The most surprising thing about this particular
public piece of information is that it was paid for and sponsored. Not to say
that this particularly indicates fraud but as Jill Walker Rettburg states in
her book Blogging, on page 98, "commercial
blogging…is the field where the temptation to create fake blogging personas is
the strongest." Yet, this article was not published
"commercially." It is the type of literature that shows up in
business spheres. Another surprising thing, at first glance, was the table of
contents. It makes sense within a document produced that has so much
information packed into one space, but it was surprising how linear and formal
the information appears to be presented.
In the white paper article "Illegal to Be
Homeless: The Criminalization of Homelessness in the United States," the
objective is clearly stated and the
purpose for its existence is obvious; the document seeks to present itself as a
sort of guide to the legality of homelessness, stating "The following
report will document that people experiencing homelessness are subject to basic
violations of their civil rights through the unconstitutional application of
laws, arbitrary police practices and discriminatory public regulations."
The authors seek to present that the issue is widespread and not just a local
issue that requires immediate attention.
The reason this particular document does not feel
familiar is because it is a document focused on legal issues but it is not
produced by a team a lawyers—it is funded and produced by people who appear to
have a vested interest in the problem. Where this blurs between "journalism"
and other types of public discourse is that "a journalist is presumed to
be outside the action…", according to Rettberg on page 104 of her book.
This document was very clearly not produced by someone who is outside the
action. In fact, many involved directly work with the homeless—the National
Coalition for the Homeless and the National Law Center on Homelessness and Poverty,
just to name a couple.
This document is taking several different
occurrences and synthesizing them, correlating them and giving them an outcome.

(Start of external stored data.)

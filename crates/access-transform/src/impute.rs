//! Mean imputation of the score column.

use access_ingest::{any_to_f64, any_to_string};
use access_model::{EmptyMeanPolicy, ImputationConfig, ImputationStrategy};
use polars::prelude::{AnyValue, DataFrame, NamedFrom, Series};
use serde::Serialize;
use tracing::{debug, warn};

use crate::error::{Result, TransformError};

/// Why imputation did not fill anything.
#[derive(Debug, Clone, Copy, PartialEq, Eq, Serialize)]
#[serde(rename_all = "snake_case")]
pub enum ImputationSkip {
    /// The strategy is `none`.
    Disabled,
    /// The configured column is not in the joined schema.
    ColumnMissing,
    /// The join produced rows, but none carried a value.
    NoObservedValues,
}

/// What imputation did.
#[derive(Debug, Clone, PartialEq, Serialize)]
pub struct ImputationReport {
    pub column: String,
    /// Number of cells filled.
    pub filled: usize,
    /// Value written into every missing cell.
    pub fill_value: Option<f64>,
    pub skipped: Option<ImputationSkip>,
}

impl ImputationReport {
    fn skipped(column: &str, reason: ImputationSkip) -> Self {
        Self {
            column: column.to_string(),
            filled: 0,
            fill_value: None,
            skipped: Some(reason),
        }
    }
}

fn numeric_values(df: &DataFrame, column: &str) -> Result<Vec<Option<f64>>> {
    let values = df.column(column)?;
    let mut out = Vec::with_capacity(values.len());
    for row in 0..values.len() {
        let value = values.get(row)?;
        if matches!(value, AnyValue::Null) {
            out.push(None);
            continue;
        }
        match any_to_f64(value.clone()) {
            // float NaN is a missing marker, not a score
            Some(number) if number.is_nan() => out.push(None),
            Some(number) if number.is_finite() => out.push(Some(number)),
            _ => {
                return Err(TransformError::NonNumericScore {
                    column: column.to_string(),
                    row,
                    value: any_to_string(value),
                });
            }
        }
    }
    Ok(out)
}

/// Fills missing values of `column` with the mean of its present values.
///
/// The mean is computed once over every row of `df`. The column is rewritten
/// as `Float64` whenever it is present.
pub fn impute_mean(
    df: &mut DataFrame,
    column: &str,
    on_empty: EmptyMeanPolicy,
) -> Result<ImputationReport> {
    let present = df
        .get_column_names()
        .iter()
        .any(|name| name.as_str() == column);
    if !present {
        warn!(column, "imputation column not in joined data, skipping");
        return Ok(ImputationReport::skipped(column, ImputationSkip::ColumnMissing));
    }

    let mut values = numeric_values(df, column)?;
    let observed: Vec<f64> = values.iter().flatten().copied().collect();

    if observed.is_empty() {
        let rows = values.len();
        if rows > 0 && on_empty == EmptyMeanPolicy::Fail {
            return Err(TransformError::EmptyMean {
                column: column.to_string(),
                rows,
            });
        }
        df.with_column(Series::new(column.into(), values))?;
        if rows == 0 {
            return Ok(ImputationReport {
                column: column.to_string(),
                filled: 0,
                fill_value: None,
                skipped: None,
            });
        }
        warn!(column, rows, "no observed values, leaving missing values in place");
        return Ok(ImputationReport::skipped(column, ImputationSkip::NoObservedValues));
    }

    let mean = observed.iter().sum::<f64>() / observed.len() as f64;
    let mut filled = 0usize;
    for value in &mut values {
        if value.is_none() {
            *value = Some(mean);
            filled += 1;
        }
    }
    df.with_column(Series::new(column.into(), values))?;
    debug!(column, filled, mean, "imputed missing values");

    Ok(ImputationReport {
        column: column.to_string(),
        filled,
        fill_value: Some(mean),
        skipped: None,
    })
}

/// Applies the configured imputation strategy.
pub fn apply_imputation(df: &mut DataFrame, config: &ImputationConfig) -> Result<ImputationReport> {
    match config.strategy {
        ImputationStrategy::Mean => impute_mean(df, &config.column, config.on_empty),
        ImputationStrategy::None => Ok(ImputationReport::skipped(
            &config.column,
            ImputationSkip::Disabled,
        )),
    }
}
//! Boundary-safe splitting of large inputs.
//!
//! The backtracking pattern engine enforces a per-match resource ceiling, so
//! whole-document rewrites over very large inputs could abort mid-pattern.
//! Splitting at rule boundaries keeps every chunk comfortably inside that
//! ceiling. Nested at-rule blocks are tokenized before chunking, so an
//! unescaped `}` is always a safe cut point.

/// Chunk lengths below this are pointless and are rounded up.
pub(crate) const MIN_CHUNK_LENGTH: usize = 100;

/// Splits `css` into chunks of roughly `chunk_length` bytes, cutting just
/// after the next unescaped `}` at or past each target offset. Concatenating
/// the returned slices reproduces `css` exactly.
pub(crate) fn split_into_chunks(css: &str, chunk_length: usize) -> Vec<&str> {
  let total = css.len();
  if total <= chunk_length {
    return vec![css];
  }

  let mut chunks = Vec::new();
  let mut start = 0usize;
  let mut offset = chunk_length;

  while let Some(brace) = next_unescaped_brace(css, offset) {
    let cut = brace + 1;
    chunks.push(&css[start..cut]);
    start = cut;
    offset = brace + chunk_length;
    if offset > total {
      break;
    }
  }

  // The remainder (possibly empty, possibly brace-less) is the final chunk.
  chunks.push(&css[start..]);
  tracing::debug!(chunks = chunks.len(), total, "split input for rewriting");
  chunks
}

/// Byte index of the next `}` at or after `from` that is not preceded by a
/// backslash. `}` is ASCII, so scanning bytes cannot land inside a multibyte
/// character.
pub(crate) fn next_unescaped_brace(css: &str, from: usize) -> Option<usize> {
  let bytes = css.as_bytes();
  let mut i = from;
  while i < bytes.len() {
    if bytes[i] == b'}' && (i == 0 || bytes[i - 1] != b'\\') {
      return Some(i);
    }
    i += 1;
  }
  None
}

#[cfg(test)]
mod tests {
  use super::*;
  use pretty_assertions::assert_eq;

  fn reassemble(chunks: &[&str]) -> String {
    chunks.concat()
  }

  #[test]
  fn short_input_is_a_single_chunk() {
    let css = "a{color:red}";
    assert_eq!(split_into_chunks(css, 100), vec![css]);
  }

  #[test]
  fn chunks_cut_just_after_a_closing_brace() {
    let css = "a{x:1}b{y:2}c{z:3}";
    let chunks = split_into_chunks(css, 4);
    assert_eq!(chunks, vec!["a{x:1}", "b{y:2}", "c{z:3}", ""]);
    assert_eq!(reassemble(&chunks), css);
  }

  #[test]
  fn escaped_braces_are_not_boundaries() {
    let css = r"a{content:'\}'}b{y:2}";
    let chunks = split_into_chunks(css, 5);
    assert_eq!(chunks[0], r"a{content:'\}'}");
    assert_eq!(reassemble(&chunks), css);
  }

  #[test]
  fn input_without_terminating_brace_becomes_final_chunk() {
    let css = "a{x:1}trailing selector without block";
    let chunks = split_into_chunks(css, 3);
    assert_eq!(chunks.last().copied(), Some("trailing selector without block"));
    assert_eq!(reassemble(&chunks), css);
  }

  #[test]
  fn concatenation_is_exact_for_many_lengths() {
    let css = "a{x:1}bb{y:22}ccc{z:333}dddd{w:4444}e{v:5}";
    for length in 1..css.len() + 2 {
      let chunks = split_into_chunks(css, length);
      assert_eq!(reassemble(&chunks), css, "target length {}", length);
    }
  }
}
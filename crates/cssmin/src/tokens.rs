use indexmap::IndexMap;

/// Marker inserted around preserved comments so the surviving line breaks can
/// be told apart from ordinary whitespace until the very end of a run.
pub(crate) const NL: &str = "___CSSMIN_NL___";

/// Stand-in for a pseudo-class colon while spaces before punctuation are
/// being stripped.
pub(crate) const PSEUDO_COLON: &str = "___CSSMIN_PSEUDO_COLON___";

/// Stand-in for the `/` of a device-pixel-ratio media query fraction while
/// punctuation spacing is rewritten.
pub(crate) const QUERY_FRACTION: &str = "___CSSMIN_QUERY_FRACTION___";

pub(crate) const PRESERVED_TOKEN: &str = "___CSSMIN_PRESERVED_TOKEN_";
pub(crate) const COMMENT_TOKEN: &str = "___CSSMIN_COMMENT_";
pub(crate) const AT_RULE_BLOCK_TOKEN: &str = "___CSSMIN_AT_RULE_BLOCK_";

/// Run-scoped placeholder tables.
///
/// A fresh store is created for every minification run and dropped with it,
/// so concurrent runs can never observe each other's placeholders. Tables are
/// insertion-ordered: restoration walks them in registration order and each
/// id replaces only its first literal occurrence.
///
/// The marker strings above cannot occur in legitimate CSS (triple
/// underscores are not valid in identifiers produced by any sane stylesheet,
/// and the ids additionally embed a monotonic index), which is what makes the
/// protect/rewrite/restore scheme safe without a parse tree.
#[derive(Debug, Default)]
pub(crate) struct TokenStore {
  /// Content that must survive every structural rewrite untouched.
  pub preserved: IndexMap<String, String>,
  /// Comment spans pending a keep/drop decision.
  pub comments: IndexMap<String, String>,
  /// Nested at-rule blocks captured so chunking cannot split them.
  pub at_rule_blocks: IndexMap<String, String>,
}

impl TokenStore {
  pub fn new() -> Self {
    Self::default()
  }

  fn register(table: &mut IndexMap<String, String>, prefix: &str, content: String) -> String {
    let id = format!("{}{}___", prefix, table.len());
    table.insert(id.clone(), content);
    id
  }

  /// Registers content that must come back verbatim, returning its token id.
  pub fn preserve(&mut self, content: impl Into<String>) -> String {
    Self::register(&mut self.preserved, PRESERVED_TOKEN, content.into())
  }

  /// Registers a comment span pending resolution, returning its token id.
  pub fn hold_comment(&mut self, content: impl Into<String>) -> String {
    Self::register(&mut self.comments, COMMENT_TOKEN, content.into())
  }

  /// Registers an at-rule block captured for chunk safety, returning its
  /// token id.
  pub fn hold_at_rule_block(&mut self, content: impl Into<String>) -> String {
    Self::register(&mut self.at_rule_blocks, AT_RULE_BLOCK_TOKEN, content.into())
  }
}

#[cfg(test)]
mod tests {
  use super::*;
  use pretty_assertions::assert_eq;

  #[test]
  fn ids_are_unique_and_monotonic_per_class() {
    let mut tokens = TokenStore::new();
    let a = tokens.preserve("one");
    let b = tokens.preserve("two");
    let c = tokens.hold_comment("three");

    assert_eq!(a, "___CSSMIN_PRESERVED_TOKEN_0___");
    assert_eq!(b, "___CSSMIN_PRESERVED_TOKEN_1___");
    assert_eq!(c, "___CSSMIN_COMMENT_0___");
    assert_eq!(tokens.preserved.get(&a).map(String::as_str), Some("one"));
    assert_eq!(tokens.preserved.get(&b).map(String::as_str), Some("two"));
  }

  #[test]
  fn tables_keep_insertion_order() {
    let mut tokens = TokenStore::new();
    for content in ["x", "y", "z"] {
      tokens.preserve(content);
    }
    let contents: Vec<&str> = tokens.preserved.values().map(String::as_str).collect();
    assert_eq!(contents, vec!["x", "y", "z"]);
  }
}
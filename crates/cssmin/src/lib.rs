//! A pattern-based CSS minifier.
//!
//! Instead of parsing a stylesheet into a tree, the minifier protects the
//! content that structural rewriting would destroy (strings, data URLs,
//! comments marked for preservation, calc() bodies, IE filter arguments),
//! runs an ordered sequence of textual rewrites over the rest, and swaps the
//! protected content back in at the end. Large inputs are split into
//! rule-aligned chunks first so no single pattern match can exhaust the
//! engine's backtracking ceiling.
//!
//! ```
//! let out = cssmin::minify("a {  color : #ff0000 ; }").unwrap();
//! assert_eq!(out, "a{color:red}");
//! ```

mod chunker;
mod colors;
mod error;
mod minifier;
mod pipeline;
mod tokens;
mod utils;

pub use error::MinifyError;
pub use minifier::{Minifier, MinifierOptions, DEFAULT_BACKTRACK_LIMIT, DEFAULT_CHUNK_LENGTH};

/// Minifies a stylesheet with default options.
///
/// Callers minifying many stylesheets should build a [`Minifier`] once and
/// reuse it; this convenience recompiles the configurable patterns per call.
pub fn minify(css: &str) -> Result<String, MinifyError> {
  Minifier::new()?.minify(css)
}
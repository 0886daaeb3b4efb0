//! The per-chunk rewrite pipeline.
//!
//! Stages run in a fixed order and later stages depend on artifacts of
//! earlier ones: whitespace is collapsed to single spaces before any spacing
//! rule fires, pseudo-class colons are escaped across the punctuation passes,
//! zero shortening expects `;`/`{` to already sit flush against property
//! names, and color-name substitution runs after hex shortening so freshly
//! produced hex values can still pick up a shorter name. Reordering stages
//! breaks correctness, not just output quality.
//!
//! Every stage is total: when its pattern does not match it leaves the text
//! alone. The only error that can escape is the backtracking engine
//! exhausting its configured ceiling.

use fancy_regex::RegexBuilder;
use once_cell::sync::Lazy;
use regex::Regex;

use crate::colors;
use crate::error::MinifyError;
use crate::tokens::{TokenStore, NL, PSEUDO_COLON, QUERY_FRACTION};
use crate::utils;

const UNITS: &str = "(?:ch|cm|em|ex|gd|in|mm|px|pt|pc|q|rem|vh|vmax|vmin|vw|%)";

fn number_pattern() -> String {
  format!(r"(?:\+|-)?\d*\.?\d+{UNITS}?")
}

fn value_or_position_pattern() -> String {
  format!("({}|top|left|bottom|right|center) ", number_pattern())
}

/// The rewrite patterns that need lookbehind or backreferences, compiled per
/// minifier instance so the configured backtracking ceiling applies.
pub(crate) struct CompiledPatterns {
  /// `/* ... */` spans, unescaped delimiters only.
  pub comments: fancy_regex::Regex,
  leading_plus: fancy_regex::Regex,
  leading_zeros: fancy_regex::Regex,
  trailing_zeros: fancy_regex::Regex,
  trailing_dot_zero: fancy_regex::Regex,
  degenerate_zeros: fancy_regex::Regex,
  repeated_pair: fancy_regex::Regex,
  repeated_last: fancy_regex::Regex,
  named_colors: fancy_regex::Regex,
}

impl CompiledPatterns {
  pub fn compile(backtrack_limit: usize, size_limit: i64) -> Result<Self, MinifyError> {
    let build = |pattern: &str| -> Result<fancy_regex::Regex, MinifyError> {
      let mut builder = RegexBuilder::new(pattern);
      builder.backtrack_limit(backtrack_limit);
      if size_limit >= 0 {
        builder.delegate_size_limit(size_limit as usize);
      }
      Ok(builder.build()?)
    };
    let num = number_pattern();

    Ok(CompiledPatterns {
      comments: build(r"(?s)(?<!\\)/\*(.*?)\*(?<!\\)/")?,
      leading_plus: build(r"((?<!\\):| )\+(\.?\d+)")?,
      leading_zeros: build(r"((?<!\\):| )(-?)0+(\.?\d+)")?,
      trailing_zeros: build(r"((?<!\\):| )(-?)(\d?\.\d+?)0+([^\d])")?,
      trailing_dot_zero: build(r"((?<!\\):| )(-?\d+)\.0([^\d])")?,
      degenerate_zeros: build(r"((?<!\\):| )-?\.?0+([^\d])")?,
      repeated_pair: build(&format!(
        r"(?i)(margin|padding):({num}) ({num}) (?:\2) (?:\3)(;|\}}| !)"
      ))?,
      repeated_last: build(&format!(
        r"(?i)(margin|padding):({num}) ({num}) ({num}) (?:\3)(;|\}}| !)"
      ))?,
      named_colors: build(&format!(
        r"(?i)(?<!\\)(:|,|\(| )({})(;|\}}|,|\)| )",
        colors::named_to_hex_alternation()
      ))?,
    })
  }
}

Criminalization of homelessness is caused by discriminatory public practices,
racism, and the housing-income gap. It seeks to be rational and tries to avoid
being enthymematic in regards to their claims staked. Often times, this is the
kind of article that would be used as the basis for changes made in public
policy, a document not really produced for public consumption but still
available to the public eye. That indicates transparency and an attempt at
authenticity.
These types of reports don't seek to say they
are an expert on a particular field but they do attempt to build an argument
based on germane evidence and studies done by others, building an implicit and
explicit argument based entirely on facts. It tries to maintain its formal tone
but yet it wants to be an authority, the backbone for many arguments to come.